### Your task
Could you retype the entries exactly as they are?

── Data excerpts ──

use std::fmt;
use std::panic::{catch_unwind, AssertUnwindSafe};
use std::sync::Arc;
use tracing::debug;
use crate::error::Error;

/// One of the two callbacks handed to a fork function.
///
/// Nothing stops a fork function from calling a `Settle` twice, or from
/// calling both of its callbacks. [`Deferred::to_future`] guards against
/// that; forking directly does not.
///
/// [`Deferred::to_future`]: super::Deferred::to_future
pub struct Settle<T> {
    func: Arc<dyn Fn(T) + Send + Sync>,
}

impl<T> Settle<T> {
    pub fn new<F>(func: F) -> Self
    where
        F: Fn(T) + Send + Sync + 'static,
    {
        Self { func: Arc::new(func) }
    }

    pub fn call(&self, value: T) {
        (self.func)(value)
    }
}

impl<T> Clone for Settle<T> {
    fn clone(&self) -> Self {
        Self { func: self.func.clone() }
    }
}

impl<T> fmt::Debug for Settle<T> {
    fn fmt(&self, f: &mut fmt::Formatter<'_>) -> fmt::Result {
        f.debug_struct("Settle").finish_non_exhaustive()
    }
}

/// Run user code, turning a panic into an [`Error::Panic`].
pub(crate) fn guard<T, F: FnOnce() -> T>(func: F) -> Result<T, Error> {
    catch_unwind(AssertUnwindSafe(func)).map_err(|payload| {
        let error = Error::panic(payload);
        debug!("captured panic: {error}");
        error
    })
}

───

### Solution for this problem
use std::fmt;
use std::panic::{catch_unwind, AssertUnwindSafe};
use std::sync::Arc;
use tracing::debug;
use crate::error::Error;

/// One of the two callbacks handed to a fork function.
///
/// Nothing stops a fork function from calling a `Settle` twice, or from
/// calling both of its callbacks. [`Deferred::to_future`] guards against
/// that; forking directly does not.
///
/// [`Deferred::to_future`]: super::Deferred::to_future
pub struct Settle<T> {
    func: Arc<dyn Fn(T) + Send + Sync>,
}

impl<T> Settle<T> {
    pub fn new<F>(func: F) -> Self
    where
        F: Fn(T) + Send + Sync + 'static,
    {
        Self { func: Arc::new(func) }
    }

    pub fn call(&self, value: T) {
        (self.func)(value)
    }
}

impl<T> Clone for Settle<T> {
    fn clone(&self) -> Self {
        Self { func: self.func.clone() }
    }
}

impl<T> fmt::Debug for Settle<T> {
    fn fmt(&self, f: &mut fmt::Formatter<'_>) -> fmt::Result {
        f.debug_struct("Settle").finish_non_exhaustive()
    }
}

/// Run user code, turning a panic into an [`Error::Panic`].
pub(crate) fn guard<T, F: FnOnce() -> T>(func: F) -> Result<T, Error> {
    catch_unwind(AssertUnwindSafe(func)).map_err(|payload| {
        let error = Error::panic(payload);
        debug!("captured panic: {error}");
        error
    })
}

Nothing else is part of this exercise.